Task directions =>
Repeat back every line of the data, exactly.

Supplied data =>

↓

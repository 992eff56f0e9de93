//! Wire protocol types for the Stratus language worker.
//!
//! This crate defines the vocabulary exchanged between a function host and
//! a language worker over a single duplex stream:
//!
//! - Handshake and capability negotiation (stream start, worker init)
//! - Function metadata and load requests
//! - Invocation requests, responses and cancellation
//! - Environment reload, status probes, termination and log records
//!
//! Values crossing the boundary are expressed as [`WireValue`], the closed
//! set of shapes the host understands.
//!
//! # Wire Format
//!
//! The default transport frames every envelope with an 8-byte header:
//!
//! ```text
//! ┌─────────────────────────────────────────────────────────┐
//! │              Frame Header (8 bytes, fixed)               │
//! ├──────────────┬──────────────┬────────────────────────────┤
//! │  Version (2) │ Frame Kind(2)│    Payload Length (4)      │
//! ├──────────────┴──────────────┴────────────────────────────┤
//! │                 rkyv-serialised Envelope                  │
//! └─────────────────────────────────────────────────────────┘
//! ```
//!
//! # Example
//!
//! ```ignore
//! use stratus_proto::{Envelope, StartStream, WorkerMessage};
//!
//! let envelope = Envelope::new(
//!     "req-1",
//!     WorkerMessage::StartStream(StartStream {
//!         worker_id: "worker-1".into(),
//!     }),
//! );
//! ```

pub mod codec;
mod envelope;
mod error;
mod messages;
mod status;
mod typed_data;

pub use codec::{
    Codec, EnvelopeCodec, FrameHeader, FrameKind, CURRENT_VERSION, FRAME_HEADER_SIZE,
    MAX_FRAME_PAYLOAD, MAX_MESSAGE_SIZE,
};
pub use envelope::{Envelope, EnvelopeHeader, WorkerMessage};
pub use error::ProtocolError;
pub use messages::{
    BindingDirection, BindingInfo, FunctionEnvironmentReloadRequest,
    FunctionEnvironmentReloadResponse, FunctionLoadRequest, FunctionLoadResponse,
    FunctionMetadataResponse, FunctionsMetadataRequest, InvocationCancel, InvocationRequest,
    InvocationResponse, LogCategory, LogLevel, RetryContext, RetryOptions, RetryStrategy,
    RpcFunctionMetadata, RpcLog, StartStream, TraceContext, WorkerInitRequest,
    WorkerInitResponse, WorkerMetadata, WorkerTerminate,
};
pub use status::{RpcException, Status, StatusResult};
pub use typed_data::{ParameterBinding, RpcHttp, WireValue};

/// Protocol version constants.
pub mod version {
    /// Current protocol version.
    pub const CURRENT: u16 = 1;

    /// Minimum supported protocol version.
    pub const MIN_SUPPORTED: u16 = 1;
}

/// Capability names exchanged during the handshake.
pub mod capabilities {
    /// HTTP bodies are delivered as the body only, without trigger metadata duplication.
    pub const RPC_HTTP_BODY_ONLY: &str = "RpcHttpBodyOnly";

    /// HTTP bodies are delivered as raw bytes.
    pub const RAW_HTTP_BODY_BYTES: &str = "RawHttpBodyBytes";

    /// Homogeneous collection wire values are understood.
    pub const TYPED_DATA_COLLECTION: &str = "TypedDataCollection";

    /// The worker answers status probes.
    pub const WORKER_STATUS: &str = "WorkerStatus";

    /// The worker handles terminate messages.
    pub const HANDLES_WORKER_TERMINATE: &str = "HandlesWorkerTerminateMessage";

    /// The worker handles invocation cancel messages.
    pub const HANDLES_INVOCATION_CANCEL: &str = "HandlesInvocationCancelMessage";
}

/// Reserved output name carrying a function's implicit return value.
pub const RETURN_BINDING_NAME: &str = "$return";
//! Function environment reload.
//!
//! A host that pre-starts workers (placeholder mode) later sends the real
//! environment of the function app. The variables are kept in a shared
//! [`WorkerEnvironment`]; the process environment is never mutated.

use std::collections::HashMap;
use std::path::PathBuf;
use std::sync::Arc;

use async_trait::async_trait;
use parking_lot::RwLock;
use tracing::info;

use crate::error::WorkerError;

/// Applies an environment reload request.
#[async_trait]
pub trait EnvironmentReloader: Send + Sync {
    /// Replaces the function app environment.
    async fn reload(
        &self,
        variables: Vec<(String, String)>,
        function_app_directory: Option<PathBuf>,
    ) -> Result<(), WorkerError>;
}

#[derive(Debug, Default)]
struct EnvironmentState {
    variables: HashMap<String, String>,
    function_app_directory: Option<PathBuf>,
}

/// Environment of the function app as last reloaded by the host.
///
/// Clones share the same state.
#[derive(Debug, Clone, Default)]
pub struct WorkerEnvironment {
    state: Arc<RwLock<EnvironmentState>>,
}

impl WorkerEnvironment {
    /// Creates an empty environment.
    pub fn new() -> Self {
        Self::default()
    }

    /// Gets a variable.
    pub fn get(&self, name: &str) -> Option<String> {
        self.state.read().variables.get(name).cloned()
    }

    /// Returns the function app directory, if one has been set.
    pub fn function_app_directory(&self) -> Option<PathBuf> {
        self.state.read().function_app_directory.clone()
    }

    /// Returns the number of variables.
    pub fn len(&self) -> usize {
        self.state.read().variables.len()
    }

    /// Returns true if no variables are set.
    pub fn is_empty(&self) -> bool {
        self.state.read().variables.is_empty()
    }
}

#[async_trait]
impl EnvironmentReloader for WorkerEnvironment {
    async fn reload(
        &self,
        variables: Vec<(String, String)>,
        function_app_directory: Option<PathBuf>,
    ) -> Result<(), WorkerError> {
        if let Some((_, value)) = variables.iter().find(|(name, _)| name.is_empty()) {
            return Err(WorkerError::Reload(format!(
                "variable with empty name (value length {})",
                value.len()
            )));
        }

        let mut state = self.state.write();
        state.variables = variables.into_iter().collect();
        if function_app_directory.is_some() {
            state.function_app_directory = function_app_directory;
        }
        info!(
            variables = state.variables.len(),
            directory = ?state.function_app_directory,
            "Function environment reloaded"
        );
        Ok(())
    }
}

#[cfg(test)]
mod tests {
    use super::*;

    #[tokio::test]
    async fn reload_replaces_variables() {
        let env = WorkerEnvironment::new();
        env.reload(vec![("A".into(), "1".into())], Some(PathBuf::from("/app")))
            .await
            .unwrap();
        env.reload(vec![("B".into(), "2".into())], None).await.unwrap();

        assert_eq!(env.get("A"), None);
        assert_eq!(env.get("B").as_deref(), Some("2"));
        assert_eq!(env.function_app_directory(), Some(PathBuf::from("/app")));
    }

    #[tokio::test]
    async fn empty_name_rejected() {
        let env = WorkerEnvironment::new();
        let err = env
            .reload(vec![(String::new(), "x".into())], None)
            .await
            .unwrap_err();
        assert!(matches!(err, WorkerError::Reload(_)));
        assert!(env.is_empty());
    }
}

↑

Exercise answer =>
repository 992eff56f0e9de93
//! Wire protocol types for the Stratus language worker.
//!
//! This crate defines the vocabulary exchanged between a function host and
//! a language worker over a single duplex stream:
//!
//! - Handshake and capability negotiation (stream start, worker init)
//! - Function metadata and load requests
//! - Invocation requests, responses and cancellation
//! - Environment reload, status probes, termination and log records
//!
//! Values crossing the boundary are expressed as [`WireValue`], the closed
//! set of shapes the host understands.
//!
//! # Wire Format
//!
//! The default transport frames every envelope with an 8-byte header:
//!
//! ```text
//! ┌─────────────────────────────────────────────────────────┐
//! │              Frame Header (8 bytes, fixed)               │
//! ├──────────────┬──────────────┬────────────────────────────┤
//! │  Version (2) │ Frame Kind(2)│    Payload Length (4)      │
//! ├──────────────┴──────────────┴────────────────────────────┤
//! │                 rkyv-serialised Envelope                  │
//! └─────────────────────────────────────────────────────────┘
//! ```
//!
//! # Example
//!
//! ```ignore
//! use stratus_proto::{Envelope, StartStream, WorkerMessage};
//!
//! let envelope = Envelope::new(
//!     "req-1",
//!     WorkerMessage::StartStream(StartStream {
//!         worker_id: "worker-1".into(),
//!     }),
//! );
//! ```

pub mod codec;
mod envelope;
mod error;
mod messages;
mod status;
mod typed_data;

pub use codec::{
    Codec, EnvelopeCodec, FrameHeader, FrameKind, CURRENT_VERSION, FRAME_HEADER_SIZE,
    MAX_FRAME_PAYLOAD, MAX_MESSAGE_SIZE,
};
pub use envelope::{Envelope, EnvelopeHeader, WorkerMessage};
pub use error::ProtocolError;
pub use messages::{
    BindingDirection, BindingInfo, FunctionEnvironmentReloadRequest,
    FunctionEnvironmentReloadResponse, FunctionLoadRequest, FunctionLoadResponse,
    FunctionMetadataResponse, FunctionsMetadataRequest, InvocationCancel, InvocationRequest,
    InvocationResponse, LogCategory, LogLevel, RetryContext, RetryOptions, RetryStrategy,
    RpcFunctionMetadata, RpcLog, StartStream, TraceContext, WorkerInitRequest,
    WorkerInitResponse, WorkerMetadata, WorkerTerminate,
};
pub use status::{RpcException, Status, StatusResult};
pub use typed_data::{ParameterBinding, RpcHttp, WireValue};

/// Protocol version constants.
pub mod version {
    /// Current protocol version.
    pub const CURRENT: u16 = 1;

    /// Minimum supported protocol version.
    pub const MIN_SUPPORTED: u16 = 1;
}

/// Capability names exchanged during the handshake.
pub mod capabilities {
    /// HTTP bodies are delivered as the body only, without trigger metadata duplication.
    pub const RPC_HTTP_BODY_ONLY: &str = "RpcHttpBodyOnly";

    /// HTTP bodies are delivered as raw bytes.
    pub const RAW_HTTP_BODY_BYTES: &str = "RawHttpBodyBytes";

    /// Homogeneous collection wire values are understood.
    pub const TYPED_DATA_COLLECTION: &str = "TypedDataCollection";

    /// The worker answers status probes.
    pub const WORKER_STATUS: &str = "WorkerStatus";

    /// The worker handles terminate messages.
    pub const HANDLES_WORKER_TERMINATE: &str = "HandlesWorkerTerminateMessage";

    /// The worker handles invocation cancel messages.
    pub const HANDLES_INVOCATION_CANCEL: &str = "HandlesInvocationCancelMessage";
}

/// Reserved output name carrying a function's implicit return value.
pub const RETURN_BINDING_NAME: &str = "$return";
//! Function environment reload.
//!
//! A host that pre-starts workers (placeholder mode) later sends the real
//! environment of the function app. The variables are kept in a shared
//! [`WorkerEnvironment`]; the process environment is never mutated.

use std::collections::HashMap;
use std::path::PathBuf;
use std::sync::Arc;

use async_trait::async_trait;
use parking_lot::RwLock;
use tracing::info;

use crate::error::WorkerError;

/// Applies an environment reload request.
#[async_trait]
pub trait EnvironmentReloader: Send + Sync {
    /// Replaces the function app environment.
    async fn reload(
        &self,
        variables: Vec<(String, String)>,
        function_app_directory: Option<PathBuf>,
    ) -> Result<(), WorkerError>;
}

#[derive(Debug, Default)]
struct EnvironmentState {
    variables: HashMap<String, String>,
    function_app_directory: Option<PathBuf>,
}

/// Environment of the function app as last reloaded by the host.
///
/// Clones share the same state.
#[derive(Debug, Clone, Default)]
pub struct WorkerEnvironment {
    state: Arc<RwLock<EnvironmentState>>,
}

impl WorkerEnvironment {
    /// Creates an empty environment.
    pub fn new() -> Self {
        Self::default()
    }

    /// Gets a variable.
    pub fn get(&self, name: &str) -> Option<String> {
        self.state.read().variables.get(name).cloned()
    }

    /// Returns the function app directory, if one has been set.
    pub fn function_app_directory(&self) -> Option<PathBuf> {
        self.state.read().function_app_directory.clone()
    }

    /// Returns the number of variables.
    pub fn len(&self) -> usize {
        self.state.read().variables.len()
    }

    /// Returns true if no variables are set.
    pub fn is_empty(&self) -> bool {
        self.state.read().variables.is_empty()
    }
}

#[async_trait]
impl EnvironmentReloader for WorkerEnvironment {
    async fn reload(
        &self,
        variables: Vec<(String, String)>,
        function_app_directory: Option<PathBuf>,
    ) -> Result<(), WorkerError> {
        if let Some((_, value)) = variables.iter().find(|(name, _)| name.is_empty()) {
            return Err(WorkerError::Reload(format!(
                "variable with empty name (value length {})",
                value.len()
            )));
        }

        let mut state = self.state.write();
        state.variables = variables.into_iter().collect();
        if function_app_directory.is_some() {
            state.function_app_directory = function_app_directory;
        }
        info!(
            variables = state.variables.len(),
            directory = ?state.function_app_directory,
            "Function environment reloaded"
        );
        Ok(())
    }
}

#[cfg(test)]
mod tests {
    use super::*;

    #[tokio::test]
    async fn reload_replaces_variables() {
        let env = WorkerEnvironment::new();
        env.reload(vec![("A".into(), "1".into())], Some(PathBuf::from("/app")))
            .await
            .unwrap();
        env.reload(vec![("B".into(), "2".into())], None).await.unwrap();

        assert_eq!(env.get("A"), None);
        assert_eq!(env.get("B").as_deref(), Some("2"));
        assert_eq!(env.function_app_directory(), Some(PathBuf::from("/app")));
    }

    #[tokio::test]
    async fn empty_name_rejected() {
        let env = WorkerEnvironment::new();
        let err = env
            .reload(vec![(String::new(), "x".into())], None)
            .await
            .unwrap_err();
        assert!(matches!(err, WorkerError::Reload(_)));
        assert!(env.is_empty());
    }
}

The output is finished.